El cónclave es un mecanismo electivo peculiar, que persigue distintos objetivos. Por una parte procura que la elección del romano pontífice se realice con cierta celeridad, para evitar los perjuicios lógicos de una sede vacante durante demasiado tiempo. Para ello se organiza la reunión de los electores en un mismo lugar y bajo un régimen en cierto modo ascético.
No menos importante es garantizar, frente al exterior, el secreto del proceso electoral. Esta circunstancia protege en cierta medida la libertad de los electores que, de este modo, pueden votar en conciencia, libres de intromisiones de agentes políticos o mediáticos.
El funcionamiento del cónclave, tal como lo conocemos hoy en día, es el resultado de un largo proceso. No es de extrañar que el instrumento encargado de regular el acceso al primer puesto jerárquico de la Iglesia católica haya sido objeto de continuas revisiones y mejoras a lo largo de los siglos. Ofrecemos a continuación una breve síntesis de los principales jalones en la evolución de esta institución.
Durante el primer milenio cristiano el papa era elegido mediante el difuso y tradicional procedimiento de la elección hecha por el clero y el pueblo de Roma. Este sistema sufrió las injerencias del poder imperial (tanto de occidente como de Bizancio) y de la aristocracia romana con distintas intensidades según las épocas.

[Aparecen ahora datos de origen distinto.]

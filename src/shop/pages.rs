//! Page composition: the ticket and customer search pages, the two form
//! pages and the explanatory views shown instead of a form.
//!
//! Loaders fetch through the [`DbHandle`] and return plain serializable
//! views; the HTTP layer only adds status codes and headers.

use std::sync::Arc;
use std::time::Duration;

use chrono::{DateTime, NaiveDateTime};
use futures_util::FutureExt;
use futures_util::future::BoxFuture;
use serde::Serialize;
use tokio::sync::mpsc;

use super::db::DbHandle;
use super::form::{FormView, customer_form, ticket_form};
use super::models::{Capabilities, Customer, TicketSearchRow};
use super::poll::{LivePoller, RefreshRequest, RefreshSignal};
use super::table::{
    ColumnDef, Effect, RowAction, Sort, TableController, TableRecord, TableSpec, TableView,
    no_row_actions,
};
use super::view_state::{UrlReplace, ViewState};
use crate::errors::ShopError;

pub const NO_RESULTS_MESSAGE: &str = "No results found";
pub const GO_BACK: &str = "Go Back";

/// `YYYY-MM-DD` for a stored timestamp; unparseable values pass through.
pub fn display_date(timestamp: &str) -> String {
    if let Ok(dt) = NaiveDateTime::parse_from_str(timestamp, "%Y-%m-%d %H:%M:%S") {
        return dt.format("%Y-%m-%d").to_string();
    }
    if let Ok(dt) = DateTime::parse_from_rfc3339(timestamp) {
        return dt.format("%Y-%m-%d").to_string();
    }
    timestamp.to_string()
}

// ── Table rows ────────────────────────────────────────────────────────

impl TableRecord for TicketSearchRow {
    fn row_id(&self) -> i64 {
        self.id
    }

    fn cell(&self, column: &str) -> String {
        match column {
            "title" => self.title.clone(),
            "firstName" => self.first_name.clone(),
            "lastName" => self.last_name.clone(),
            "email" => self.email.clone(),
            "ticketDate" => display_date(&self.ticket_date),
            "tech" => self.tech.clone(),
            "completed" => if self.completed { "COMPLETED" } else { "OPEN" }.to_string(),
            _ => String::new(),
        }
    }
}

impl TableRecord for Customer {
    fn row_id(&self) -> i64 {
        self.id
    }

    fn cell(&self, column: &str) -> String {
        match column {
            "firstName" => self.first_name.clone(),
            "lastName" => self.last_name.clone(),
            "email" => self.email.clone(),
            "phone" => self.phone.clone(),
            "city" => self.city.clone(),
            "zip" => self.zip.clone(),
            "active" => if self.active { "ACTIVE" } else { "INACTIVE" }.to_string(),
            "createdAt" => display_date(&self.created_at),
            _ => String::new(),
        }
    }
}

pub fn ticket_table_spec(page_size: usize) -> TableSpec {
    TableSpec {
        columns: vec![
            ColumnDef::text("title"),
            ColumnDef::text("firstName"),
            ColumnDef::text("lastName"),
            ColumnDef::text("email"),
            ColumnDef::text("ticketDate"),
            ColumnDef::select("tech"),
            ColumnDef::select("completed"),
        ],
        page_size,
        default_sort: Some(Sort::desc("ticketDate")),
        detail_href: |id| format!("/tickets/form?ticketId={}", id),
        row_actions: no_row_actions,
    }
}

La figura del cónclave empieza por vez primera a vislumbrarse cuando en 1059 Nicolás II reserva la elección pontificia a los cardenales. Aunque la medida no triunfa de inmediato, pone las bases fundamentales del desarrollo posterior de la maquinaria de elección del pontífice. Con el comienzo del segundo milenio, pocos serán los papas que no legislen sobre este extremo.

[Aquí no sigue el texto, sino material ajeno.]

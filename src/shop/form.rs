//! Validated form controller.
//!
//! Binds a [`FormSchema`] record to its fields, validates a field when it
//! loses focus and the whole record on submit, and hands valid records to a
//! [`Mutation`]. The outcome is surfaced through a [`Notifier`]: exactly one
//! notification per completed submit that reached the server.
//!
//! Field visibility and editability come from the caller's
//! [`Capabilities`], resolved once and passed in by the constructors at the
//! bottom of this file.

use std::collections::{BTreeMap, BTreeSet};

use async_trait::async_trait;
use serde::Serialize;

use super::actions::ActionOutcome;
use super::models::{Capabilities, Customer, Ticket};
use super::notify::Notifier;
use super::schema::{CustomerInput, FieldValue, FormSchema, TicketInput};
use crate::errors::{FieldErrors, ShopError};

pub const SAVE_ERROR_FALLBACK: &str = "Something went wrong while saving.";
pub const CUSTOMER_SAVED_FALLBACK: &str = "Customer saved successfully!";
pub const TICKET_SAVED_FALLBACK: &str = "Ticket saved successfully!";

/// The server-side write a form submits to.
#[async_trait]
pub trait Mutation<S: FormSchema>: Send + Sync {
    async fn save(&self, input: S) -> ActionOutcome;
}

#[derive(Debug, Clone, Copy, PartialEq, Eq, Serialize)]
#[serde(rename_all = "snake_case")]
pub enum FormMode {
    Create,
    Edit,
}

#[derive(Debug, Clone, Copy, PartialEq, Eq, Serialize)]
#[serde(rename_all = "snake_case")]
pub enum FieldAccess {
    Editable,
    ReadOnly,
    Hidden,
}

#[derive(Debug, Clone, PartialEq, Eq)]
pub enum SubmitBlocked {
    /// A previous submit has not finished yet.
    Pending,
    /// The form is read-only for this caller.
    ReadOnly,
    Invalid(FieldErrors),
}

impl std::fmt::Display for SubmitBlocked {
    fn fmt(&self, f: &mut std::fmt::Formatter<'_>) -> std::fmt::Result {
        match self {
            SubmitBlocked::Pending => f.write_str("a save is already in progress"),
            SubmitBlocked::ReadOnly => f.write_str("form is read-only"),
            SubmitBlocked::Invalid(errors) => write!(f, "{} invalid field(s)", errors.len()),
        }
    }
}

#[derive(Debug, Clone, Serialize)]
#[serde(rename_all = "camelCase")]
pub struct FieldView {
    pub name: &'static str,
    pub value: serde_json::Value,
    pub access: FieldAccess,
    #[serde(skip_serializing_if = "Option::is_none")]
    pub error: Option<String>,
    #[serde(skip_serializing_if = "Option::is_none")]
    pub options: Option<Vec<String>>,
}

#[derive(Debug, Clone, Serialize)]
#[serde(rename_all = "camelCase")]
pub struct FormView {
    pub heading: String,
    pub mode: FormMode,
    pub read_only: bool,
    pub fields: Vec<FieldView>,
    pub pending: bool,
    pub submit_label: &'static str,
    #[serde(skip_serializing_if = "Option::is_none")]
    pub last_result: Option<ActionOutcome>,
}

pub struct FormController<S: FormSchema> {
    mode: FormMode,
    heading: String,
    defaults: S,
    values: S,
    errors: FieldErrors,
    access: BTreeMap<&'static str, FieldAccess>,
    options: BTreeMap<&'static str, Vec<String>>,
    editable: bool,
    pending: bool,
    last_result: Option<ActionOutcome>,
    success_fallback: &'static str,
}

impl<S: FormSchema> FormController<S> {
    pub fn new(mode: FormMode, heading: String, defaults: S, success_fallback: &'static str) -> Self {
        Self {
            mode,
            heading,
            values: defaults.clone(),
            defaults,
            errors: FieldErrors::new(),
            access: BTreeMap::new(),
            options: BTreeMap::new(),
            editable: true,
            pending: false,
            last_result: None,
            success_fallback,
        }
    }

    pub fn with_access(mut self, field: &'static str, access: FieldAccess) -> Self {
        self.access.insert(field, access);
        self
    }

    pub fn with_options(mut self, field: &'static str, options: Vec<String>) -> Self {
        self.options.insert(field, options);
        self
    }

    /// A non-editable form renders every field read-only and cannot submit.
    pub fn editable(mut self, editable: bool) -> Self {
        self.editable = editable;
        self
    }

    pub fn mode(&self) -> FormMode {
        self.mode
    }

    pub fn heading(&self) -> &str {
        &self.heading
    }

    pub fn values(&self) -> &S {
        &self.values
    }

    pub fn errors(&self) -> &FieldErrors {
        &self.errors
    }

    pub fn field_error(&self, field: &str) -> Option<&str> {
        self.errors.get(field).map(String::as_str)
    }

    pub fn is_pending(&self) -> bool {
        self.pending
    }

    pub fn is_read_only(&self) -> bool {
        !self.editable
    }

    pub fn last_result(&self) -> Option<&ActionOutcome> {
        self.last_result.as_ref()
    }

    pub fn access(&self, field: &str) -> FieldAccess {
        let access = self
            .access
            .get(field)
            .copied()
            .unwrap_or(FieldAccess::Editable);
        match access {
            FieldAccess::Editable if !self.editable => FieldAccess::ReadOnly,
            other => other,
        }
    }

    /// Change a field. Read-only and hidden fields refuse writes. A field
    /// that is already showing an error is re-checked immediately.
    pub fn set_value(&mut self, field: &str, value: FieldValue) -> Result<(), ShopError> {
        if self.access(field) != FieldAccess::Editable {
            return Err(ShopError::Forbidden(format!("Field '{}' is not editable", field)));
        }
        if let (Some(options), FieldValue::Text(text)) = (self.options.get(field), &value) {
            if !options.iter().any(|o| o == text) {
                return Err(ShopError::BadRequest(format!(
                    "'{}' is not an option for field '{}'",
                    text, field
                )));
            }
        }
        self.values.set_field(field, value)?;
        if self.errors.contains_key(field) {
            self.blur(field);
        }
        Ok(())
    }

    /// Validate one field as it loses focus.
    pub fn blur(&mut self, field: &str) -> Option<&str> {
        if self.access(field) == FieldAccess::Hidden {
            return None;
        }
        match self.values.validate_field(field) {
            Some(message) => {
                self.errors.insert(field.to_string(), message);
            }
            None => {
                self.errors.remove(field);
            }
        }
        self.field_error(field)
    }

    /// Validate everything and mark the form busy. Returns the record to
    /// send; the caller must follow up with [`finish_submit`].
    ///
    /// [`finish_submit`]: FormController::finish_submit
    pub fn begin_submit(&mut self) -> Result<S, SubmitBlocked> {
        if self.pending {
            return Err(SubmitBlocked::Pending);
        }
        if !self.editable {
            return Err(SubmitBlocked::ReadOnly);
        }
        self.errors = self.values.validate();
        if !self.errors.is_empty() {
            return Err(SubmitBlocked::Invalid(self.errors.clone()));
        }
        self.pending = true;
        Ok(self.values.clone())
    }

    /// Record a mutation outcome. Field values are kept whatever happened.
    pub fn finish_submit(&mut self, outcome: ActionOutcome, notifier: &dyn Notifier) {
        self.pending = false;
        match &outcome {
            ActionOutcome::Saved { message } => {
                let text = if message.is_empty() {
                    self.success_fallback
                } else {
                    message.as_str()
                };
                notifier.success(text);
            }
            ActionOutcome::Failed { server_error, .. } => {
                let text = if server_error.is_empty() {
                    SAVE_ERROR_FALLBACK
                } else {
                    server_error.as_str()
                };
                notifier.error(text);
            }
            ActionOutcome::Invalid { validation_errors } => {
                self.errors.extend(validation_errors.clone());
            }
        }
        self.last_result = Some(outcome);
    }

    pub async fn submit(
        &mut self,
        mutation: &dyn Mutation<S>,
        notifier: &dyn Notifier,
    ) -> Result<(), SubmitBlocked> {
        let input = self.begin_submit()?;
        let outcome = mutation.save(input).await;
        self.finish_submit(outcome, notifier);
        Ok(())
    }

    /// Restore the original values and forget any submit result.
    pub fn reset(&mut self) {
        self.values = self.defaults.clone();
        self.errors.clear();
        self.last_result = None;
    }

    pub fn render(&self) -> FormView {
        let values = serde_json::to_value(&self.values).unwrap_or(serde_json::Value::Null);
        let fields = S::FIELDS
            .iter()
            .filter(|field| self.access(field) != FieldAccess::Hidden)
            .map(|&name| FieldView {
                name,
                value: values.get(name).cloned().unwrap_or(serde_json::Value::Null),
                access: self.access(name),
                error: self.errors.get(name).cloned(),
                options: self.options.get(name).cloned(),
            })
            .collect();
        FormView {
            heading: self.heading.clone(),
            mode: self.mode,
            read_only: !self.editable,
            fields,
            pending: self.pending,
            submit_label: if self.pending { "Saving" } else { "Save" },
            last_result: self.last_result.clone(),
        }
    }
}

En 1179 Alejandro III establece la necesidad de dos tercios de los sufragios para la elección del papa. Esta mayoría cualificada podía dar lugar a elecciones muy dilatadas en el tiempo (en ocasiones tras más de un año de negociaciones), de ahí que se llevara a la práctica el "secuestro" de los electores bajo llave (de ahí el término cónclave) para forzar la elección del nuevo papa. Este sistema fue puesto en práctica por primera vez en 1216; en 1241 el senador de Roma encierra a los cardenales electores en las ruinas carcelarias del complejo de Nerón; y en 1268 Alberto de Montebono recluye a los cardenales en el palacio papal de Viterbo.

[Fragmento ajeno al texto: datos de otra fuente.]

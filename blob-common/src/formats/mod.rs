//! Mesh blob binary formats
//!
//! POD formats for the chunked mesh container. All multi-byte values are
//! little-endian.
//!
//! All fixed-size records implement the [`BinarySerializable`] trait for
//! consistent serialization/deserialization.

pub mod chunk;
pub mod index;
mod serialization;

pub use chunk::*;
pub use index::*;
pub use serialization::BinarySerializable;

/// Blob file extension without dot
pub const BLOB_EXT: &str = "blob";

En 1275 Gregorio X fija el lugar del encierro donde fallezca el papa, indicando que se espere a los cardenales hasta un máximo de 10 días, regulando la dieta alimenticia de los electores y prohibiendo la consulta al exterior. En 1562 Pío IV concreta la limitación de los sistemas electorales admitidos a cuatro formas: la inspiración (acto de aclamación extraordinario), el compromiso (delegar en un número limitado de cardenales), el escrutinio y el acceso (que permite a cualquier cardenal que lo desee, al final de un escrutinio, "acceder" a otro candidato).
La bula Aeterni Patris (15.XI.1621) de Gregorio XV recoge normas ya sustancialmente recibidas del pasado, pero sistematizadas y desarrolladas de un modo más perfecto: detalla las formas de entrar en el cónclave, se elabora un ceremonial, prohíbe que los cardenales puedan votarse a sí mismos y procura circunscribir y limitar los casos que podrían dar lugar a una elección nula.
Las naciones católicas no permanecen ajenas al sistema de elección: por razones de política, tanto internacional como eclesiástica, interfieren en el cónclave con la interposición de vetos dirigidos a uno u otro candidato. La oposición de un veto (técnicamente conocido como exclusiva) contra un candidato por parte de soberanos católicos no podía ser ignorada sin exponer al electo al desdoro o a la marginalidad política. Desde el siglo XVI la exclusiva gana terreno, sobre todo por parte de la corona de España. Y a lo largo de todo el siglo XVIII el cónclave refleja equilibrios políticos en fase de transformación.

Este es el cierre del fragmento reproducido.